I married my husband David in 1998 when I was 22, and we assumed we would wait a couple of years before having children. That desire to have kids didn’t materialize in me, and I found myself resistant to the idea of ever being a parent until I was 32. Then, suddenly, it was all I thought about. I was recovering from an advanced case of Lyme Disease, and my doctors advised me to wait to conceive. When I was 34, the day after I got up from sitting shiva for my father, I learned I was pregnant. My first thought was, “God, don’t let me miscarry this baby. I can’t handle another loss in my life,” but that was exactly what happened. I conceived for the second time very easily, but unfortunately also miscarried in the first trimester.
After both miscarriages, David and I reached out to our friends and Jewish community for help: We were unmoored from the loss, but we didn’t have an official outlet in Judaism in which to grieve. Friends brought us meals and came over to comfort us, much like an informal shiva. I tried to find solace in using the mikvah, but all it did was reinforce the emptiness of my womb. I was obsessed with becoming a mom, and every pregnancy announcement in our Orthodox community felt like a personal affront from God. I struggled constantly with whether to attend each friend’s bris or simchat bat: If I didn’t go, I felt selfish. If I did go, I usually wound up sobbing in a bathroom stall.
I also sought solace from the support group, RESOLVE, which I ultimately ended up leading in Washington, DC, where we lived. David and I were exceedingly open about our losses both as a public service and as a way to process our feelings, and we blogged and posted about this topic on Facebook. We learned that so many other people suffered the same way.
After recovering from the two miscarriages, I couldn’t get pregnant again. We investigated adoption and had procedures with a reproductive endocrinologist. We ultimately conceived again, but I had another miscarriage at 12 weeks. When we decided to pursue IVF, we believed that our best chance of success was at a clinic in New Jersey, so we trekked there for a consultation.
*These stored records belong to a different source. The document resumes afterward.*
// # DNS Record Resolver
//
// Reads what a record publishes by querying DNS for its A or AAAA records.
//
// Used for providers without a records API. Answers are never cached here, so
// every cycle sees the current published value (subject to upstream caching
// by the nameserver itself).
//
// ## Nameserver
//
// - Configured: `"1.1.1.1"`, `"1.1.1.1:5353"` or `"[2606:4700:4700::1111]:53"`
// - Default: Cloudflare's public resolvers

use dnsync_core::config::{DEFAULT_TIMEOUT_SECS, ResolverConfig};
use dnsync_core::registry::DNS_RESOLVER;
use dnsync_core::traits::{RecordResolver, RecordResolverFactory};
use dnsync_core::{AddressFamily, Error, ManagedRecord, ProviderRegistry, Result};

use hickory_resolver::TokioAsyncResolver;
use hickory_resolver::config::{NameServerConfigGroup, ResolverConfig as HickoryConfig, ResolverOpts};
use hickory_resolver::error::{ResolveError, ResolveErrorKind};

use std::net::{IpAddr, SocketAddr};
use std::time::Duration;

const DNS_PORT: u16 = 53;

/// Resolver backed by DNS queries
pub struct DnsResolver {
    resolver: TokioAsyncResolver,
    nameserver: Option<SocketAddr>,
}

impl DnsResolver {
    /// Create a resolver
    ///
    /// # Parameters
    ///
    /// - `nameserver`: Server to query; `None` uses the public default
    pub fn new(nameserver: Option<SocketAddr>) -> Self {
        Self::with_timeout(nameserver, Duration::from_secs(DEFAULT_TIMEOUT_SECS))
    }

    /// Create a resolver with a custom query timeout
    pub fn with_timeout(nameserver: Option<SocketAddr>, timeout: Duration) -> Self {
        let config = match nameserver {
            Some(addr) => HickoryConfig::from_parts(
                None,
                Vec::new(),
                NameServerConfigGroup::from_ips_clear(&[addr.ip()], addr.port(), true),
            ),
            None => HickoryConfig::cloudflare(),
        };

        let mut opts = ResolverOpts::default();
        opts.cache_size = 0;
        opts.timeout = timeout;
        opts.attempts = 1;

        Self {
            resolver: TokioAsyncResolver::tokio(config, opts),
            nameserver,
        }
    }

    /// The configured nameserver, if any
    pub fn nameserver(&self) -> Option<SocketAddr> {
        self.nameserver
    }
}

#[async_trait::async_trait]
impl RecordResolver for DnsResolver {
    async fn current(&self, record: &ManagedRecord) -> Result<Option<IpAddr>> {
        // Trailing dot keeps search domains out of the query
        let name = format!("{}.", record.fqdn());

        let answer = match record.family {
            AddressFamily::Ipv4 => self
                .resolver
                .ipv4_lookup(name.as_str())
                .await
                .map(|lookup| lookup.iter().next().map(|a| IpAddr::V4(a.0))),
            AddressFamily::Ipv6 => self
                .resolver
                .ipv6_lookup(name.as_str())
                .await
                .map(|lookup| lookup.iter().next().map(|aaaa| IpAddr::V6(aaaa.0))),
        };

        match answer {
            Ok(ip) => {
                tracing::debug!("{} resolves to {:?}", name, ip);
                Ok(ip)
            }
            Err(e) if is_absent(&e) => {
                tracing::debug!("{} has no {} record", name, record.record_type());
                Ok(None)
            }
            Err(e) => Err(Error::resolution(format!(
                "DNS lookup of {} failed: {}",
                name, e
            ))),
        }
    }

    fn resolver_name(&self) -> &'static str {
        DNS_RESOLVER
    }
}

/// NXDOMAIN and NOERROR-without-answers both mean the record does not exist yet
fn is_absent(error: &ResolveError) -> bool {
    matches!(error.kind(), ResolveErrorKind::NoRecordsFound { .. })
}

/// Parse `"ip"` or `"ip:port"`
pub fn parse_nameserver(value: &str) -> Result<SocketAddr> {
    let value = value.trim();
    if let Ok(addr) = value.parse::<SocketAddr>() {
        return Ok(addr);
    }
    value
        .parse::<IpAddr>()
        .map(|ip| SocketAddr::new(ip, DNS_PORT))
        .map_err(|_| Error::config(format!("Invalid nameserver address: {}", value)))
}

/// Factory for creating DNS resolvers
pub struct DnsResolverFactory;

impl RecordResolverFactory for DnsResolverFactory {
    fn create(&self, config: &ResolverConfig) -> Result<Box<dyn RecordResolver>> {
        match config {
            ResolverConfig::Dns { nameserver } => {
                let nameserver = nameserver.as_deref().map(parse_nameserver).transpose()?;
                Ok(Box::new(DnsResolver::new(nameserver)))
            }
            _ => Err(Error::config("Invalid config for DNS resolver")),
        }
    }
}

/// Register the DNS resolver with a registry
pub fn register(registry: &mut ProviderRegistry) {
    registry.register_resolver(DNS_RESOLVER, Box::new(DnsResolverFactory));
}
As part of the workup, the doctor performed a sonogram, and we learned I was five weeks pregnant. Seeing the baby’s heartbeat took my breath away, but I was instantly filled with dread. I started to talk to the doctor about starting IVF after I lost that pregnancy. “Why are you sure this pregnancy will miscarry?” he asked. “Why wouldn’t I be? It happened three times before,” I replied. He said, “I am not giving up on this pregnancy, and neither should you.”
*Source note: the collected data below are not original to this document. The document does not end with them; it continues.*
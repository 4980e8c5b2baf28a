// # dnsync-core
//
// Core library for keeping DNS records pointed at a host's current address.
//
// ## Architecture Overview
//
// - **IpDetector**: Trait for finding the host's current public address
// - **RecordResolver**: Trait for reading what a record currently publishes
// - **DnsProvider**: Trait for writing a record through a provider API
// - **Notifier**: Trait for forwarding reconcile notifications
// - **Reconciler**: Periodic detect → resolve → compare → apply loop
// - **ProviderRegistry**: Name-keyed factories for providers, detectors and resolvers
//
// ## Design Principles
//
// 1. **Separation of Concerns**: Core logic is separate from implementations
// 2. **Plugin-Based**: Implementations register by name, no hard-coded if-else
// 3. **Library-First**: All core functionality can be used as a library
// 4. **Converging**: Every cycle compares desired and published state, so a
//    missed or failed cycle is repaired by the next one

pub mod budget;
pub mod clock;
pub mod config;
pub mod engine;
pub mod error;
pub mod pattern;
pub mod record;
pub mod registry;
pub mod traits;

// Re-export core types for convenience
pub use budget::{BudgetState, PANIC_MAX, PanicBudget};
pub use clock::{Clock, RuntimeInfo, SystemClock};
pub use config::{DetectionConfig, DnsyncConfig, EngineConfig, RecordConfig, ResolverConfig};
pub use engine::{CycleOutcome, Notification, NotificationKind, Reconciler, RecordState, RecordTask, Stage};
pub use error::{Error, Result};
pub use record::{AddressFamily, CredentialField, ManagedRecord, ProviderCredential};
pub use registry::ProviderRegistry;
pub use traits::{ApplyOutcome, DnsProvider, IpDetector, Notifier, RecordResolver};
use crate::CLAP_STYLING;
use clap::{arg, command};
use std::path::PathBuf;
use url::Url;

pub(crate) fn command_argument_builder() -> clap::Command {
    clap::Command::new("nodewatch")
        .version(env!("CARGO_PKG_VERSION"))
        .bin_name("nodewatch")
        .about("Follow and curate proxy node health checks")
        .styles(CLAP_STYLING)
        .arg(
            arg!(-c --"config" <PATH>)
                .required(false)
                .global(true)
                .help("Settings file to use")
                .default_value(nodewatch_core::DEFAULT_SETTINGS_PATH),
        )
        .arg(
            arg!(-s --"server" <URL>)
                .required(false)
                .global(true)
                .help("Checker service base URL (overrides the settings file)")
                .value_parser(clap::value_parser!(Url)),
        )
        .arg(
            arg!(-q --"quiet" "Suppress headers and non-essential output")
                .required(false)
                .global(true),
        )
        .arg(
            arg!(-v --"verbose" "Log debug output to stderr")
                .required(false)
                .global(true),
        )
        .subcommand_required(true)
        .subcommand(
            command!("init")
                .about("Writes a default settings file")
                .arg(
                    arg!(-f --"force")
                        .help("Overwrite an existing settings file without asking")
                        .required(false),
                ),
        )
        .subcommand(
            command!("ui")
                .about("Opens the interactive node table")
                .arg(
                    arg!(-f --"file" <PATH>)
                        .required(true)
                        .help("Clash YAML node list to check")
                        .value_parser(clap::value_parser!(PathBuf)),
                )
                .arg(
                    arg!(--"log-file" <PATH>)
                        .required(false)
                        .help("Write logs here while the UI owns the terminal")
                        .value_parser(clap::value_parser!(PathBuf)),
                ),
        )
        .subcommand(
            command!("check")
                .about("Runs a check, follows it to the end and prints the results")
                .arg(
                    arg!(-f --"file" <PATH>)
                        .required(true)
                        .help("Clash YAML node list to check")
                        .value_parser(clap::value_parser!(PathBuf)),
                )
                .arg(
                    arg!(-e --"export" <DIR>)
                        .required(false)
                        .help("Export every node into this directory once the run completes")
                        .value_parser(clap::value_parser!(PathBuf)),
                ),
        )
        .subcommand(command!("stop").about("Stops the running check"))
        .subcommand(command!("nodes").about("Lists the service's current nodes"))
        .subcommand(
            command!("recheck").about("Rechecks a single node").arg(
                arg!(-i --"id" <ID>)
                    .required(true)
                    .help("Node id")
                    .value_parser(clap::value_parser!(u64)),
            ),
        )
        .subcommand(
            command!("rename")
                .about("Renames a node")
                .arg(
                    arg!(-i --"id" <ID>)
                        .required(true)
                        .help("Node id")
                        .value_parser(clap::value_parser!(u64)),
                )
                .arg(
                    arg!(-n --"name" <NAME>)
                        .required(true)
                        .help("The new display name"),
                ),
        )
        .subcommand(
            command!("delete")
                .about("Deletes a node from the result set")
                .arg(
                    arg!(-i --"id" <ID>)
                        .required(true)
                        .help("Node id")
                        .value_parser(clap::value_parser!(u64)),
                )
                .arg(
                    arg!(-y --"yes")
                        .help("Do not ask for confirmation")
                        .required(false),
                ),
        )
        .subcommand(
            command!("export")
                .about("Exports the given nodes as a Clash config")
                .arg(
                    arg!(--"ids" <IDS>)
                        .required(true)
                        .help("Comma separated node ids, in any order"),
                )
                .arg(
                    arg!(-o --"out" <DIR>)
                        .required(false)
                        .help("Write the exported file into this directory")
                        .value_parser(clap::value_parser!(PathBuf)),
                )
                .arg(
                    arg!(--"copy")
                        .help("Copy the exported document to the clipboard")
                        .required(false),
                )
                .arg(
                    arg!(--"link")
                        .help("Print a clash:// import link")
                        .required(false),
                ),
        )
}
That image on the sonogram was our daughter, Roya, born January 2014. Her name is Farsi for “dream,” and indeed, she is our dream come true. In Hebrew, Roya is spelled the same as the word “revayah” in Psalm 23, meaning “overflowing.” David cried when he blessed her in the hospital on Friday night for the first time.
I felt strongly about wanting to try to give Roya a sibling but was scared given our painful path to parenthood. My obstetrician encouraged me to try to conceive even though I didn’t feel ready for another child, because he thought it might take us a few years even if we were successful. I took his advice and to my great surprise became pregnant immediately. That baby was our daughter Talia, meaning “dew from God.” Dew is an unearned blessing, just like our cheerful Talia, who was born three weeks before we moved to Seattle last summer.
I don’t believe that everything happens for a reason, but I believe my path to parenthood has made me a better mother: I pinch myself when I look at my wonderful girls and think about the years when I thought I never would be a mother at all. This perspective helps me weather the inevitable lows of parenthood better than I otherwise would have.